Мирные соглашения 1474 г. повисли на волоске. Обсудить положение и принять решение должен был ландтаг, который предполагалось срочно (
Берндт фон дер Борх не отличался миролюбием, но для него несвоевременность вооруженного конфликта с Псковом и Москвой, на стороне которой теперь стоял и Новгород, являлась очевидной. Он был вынужден также считаться и с тем, что ему еще не удалось заручиться помощью Ганзы, а его потенциальные союзники — верховный магистр Трухзес и польский король Казимир IV — воевали друг с другом[406]
. Главный мотив, заставлявший ливонского магистра весьма сдержанно реагировать на пограничные инциденты, был связан с подготовкой им решающего удара по сторонникам рижского архиепископа Сильвестра, который он произвел весной 1479 г. В начале года магистр искал мира с Псковом и даже, вероятно, предоставил свободу ранее арестованным псковским купцам.

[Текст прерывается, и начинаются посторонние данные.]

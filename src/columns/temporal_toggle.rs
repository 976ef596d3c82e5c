use crate::preferences::ColumnDisplayPreferenceStore;
use crate::trace_toggle;
use std::sync::Arc;
use tracing::{debug, warn};

/// How a temporal column's values are shown
#[derive(Debug, Clone, Copy, PartialEq, Eq, Hash)]
pub enum DisplayMode {
    /// Numeric timestamps rendered with the canonical datetime pattern
    Formatted,
    /// The raw value as stored
    Original,
}

/// Local cache of the display preferences for the active data source, plus
/// the transitions that keep it and the external store in step.
pub struct ColumnFormattingState {
    store: Arc<dyn ColumnDisplayPreferenceStore>,
    data_source: Option<String>,
    original_columns: Vec<String>,
    visible: bool,
    /// Bumped whenever `original_columns` may have changed
    generation: u64,
}

impl ColumnFormattingState {
    pub fn new(store: Arc<dyn ColumnDisplayPreferenceStore>) -> Self {
        Self {
            store,
            data_source: None,
            original_columns: Vec::new(),
            visible: false,
            generation: 0,
        }
    }

    pub fn data_source(&self) -> Option<&str> {
        self.data_source.as_deref()
    }

    pub fn has_data_source(&self) -> bool {
        self.data_source.is_some()
    }

    pub fn is_visible(&self) -> bool {
        self.visible
    }

    pub fn generation(&self) -> u64 {
        self.generation
    }

    pub fn original_columns(&self) -> &[String] {
        &self.original_columns
    }

    /// Switch the active data source; a change re-reads the store
    pub fn set_data_source(&mut self, data_source: Option<String>) {
        if self.data_source == data_source {
            return;
        }
        debug!(target: "column_format", "Data source changed: {:?} -> {:?}", self.data_source, data_source);
        self.data_source = data_source;
        self.resync();
    }

    /// Track table visibility; becoming visible again re-reads the store
    pub fn set_visible(&mut self, visible: bool) {
        let became_visible = visible && !self.visible;
        self.visible = visible;
        if became_visible {
            self.resync();
        }
    }

    /// Reload the cached set from the external store
    pub fn resync(&mut self) {
        self.original_columns = match &self.data_source {
            Some(source) => self.store.get(source),
            None => Vec::new(),
        };
        self.generation += 1;
    }

    pub fn mode_of(&self, column: &str) -> DisplayMode {
        if self.is_original(column) {
            DisplayMode::Original
        } else {
            DisplayMode::Formatted
        }
    }

    pub fn is_original(&self, column: &str) -> bool {
        self.original_columns.iter().any(|c| c == column)
    }

    /// Apply a user choice. Returns true if the state changed.
    ///
    /// Selecting the mode that is already active does nothing, and so does
    /// any selection while no data source is known.
    pub fn select(&mut self, column: &str, mode: DisplayMode) -> bool {
        let Some(source) = self.data_source.clone() else {
            return false;
        };
        if self.mode_of(column) == mode {
            return false;
        }

        match mode {
            DisplayMode::Original => self.original_columns.push(column.to_string()),
            DisplayMode::Formatted => self.original_columns.retain(|c| c != column),
        }
        self.generation += 1;
        trace_toggle!(source, column, mode);

        // Local state has already moved; a failed write only loses persistence
        if let Err(e) = self.store.set(&source, &self.original_columns) {
            warn!(target: "column_format", "Failed to persist display preference for '{}': {:#}", source, e);
        }
        true
    }

    /// Flip between the two modes
    pub fn toggle(&mut self, column: &str) -> bool {
        let next = match self.mode_of(column) {
            DisplayMode::Formatted => DisplayMode::Original,
            DisplayMode::Original => DisplayMode::Formatted,
        };
        self.select(column, next)
    }
}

К июлю 1479 г. в Новгороде возобновилась деятельность Немецкого подворья, что могло случится лишь после освобождения пленных русских купцов[407].Нормализация отношений с Новгородом и великим князем оказалась нелишней, когда в конце сентября 1478 г. земли дерптского епископа вновь подверглись нападению псковичей, которые таким способом стремились заставить дерптский совет отпустить задержанных купцов[408]
. Это был очередной тур карательных мероприятий, которыми обменивались стороны. Они являли собой пример средневековой вендетты, когда даже незначительное насилие вызывало ответный удар, что прекращалось, когда стороны договаривались о перемирии либо одна из них выбывала.Как показали решения ландтага, ливонская сторона, главным образом города, была не прочь решить дело миром, но тут под воздействием обстоятельств стала меняться позиция магистра фон дер Борха. Его конфликт с архиепископом Сильвестром достиг апогея, и перед магистром встала серьезная проблема реабилитации своего поведения в отношении главы ливонской церкви. Он пытался воздействовать на участников ландтага и расположить их в свою пользу, обвинив архиепископа в предательском сговоре с русскими схизматиками и развязывании внутренней файды в момент, когда страна оказалась на пороге войны. По сообщению Хелевега, Борх представил письма коменданта Выборга Эрика Аксельсона, в которых якобы содержались доказательства ведения архиепископом переговоров со Стеном Стуре о заключении военного союза[409]
. Позиция магистра нашла понимание у ландтага, что позволило Борху перейти к решительным действиям. Владения архиепископа были быстро оккупированы войсками ордена, архиепископ взят в плен, командующий его войсками Хоенберг казнен. Вассалы архиепископа принесли магистру присягу на верность, и он вступил во владение Рижской епархией[410].Эксплуатация «русской угрозы», которую в марте-апреле 1479 г. использовал магистр Борх, произвела ожидаемый эффект, а потому у него не было резона отказываться от нее в дальнейшем. Из Рима дошли тревожные слухи, что папа, раздраженный поведением ливонского магистра, решил отлучить Ливонский орден от Церкви. Борху срочно был необходим убедительный мотив для оправдания своей политики перед Святым престолом, и «русская угроза» оказалась тут весьма кстати. Еще в конце января 1479 г. Борх отправил верховному магистру Трухзесу письмо с расчетом довести его содержание до Римской курии, в котором предполагаемое присоединение Рижской епархии к орденскому государству подавалось как условие для воздействия на великого князя Московского и его перехода в католичество[411]
. Это были только слова, которые должны были спасти ливонского магистра от карающей длани римского понтифика, но они содержали программу активной антирусской политики. Магистр Борх нуждался в «маленькой победоносной войне» с русскими, чтобы отвести угрозу интердикта и укрепить свой авторитет в стране. Последнее ему было крайне необходимо ввиду стоявшей перед ним грандиозной задачи — утверждения полновластия ордена над Ригой.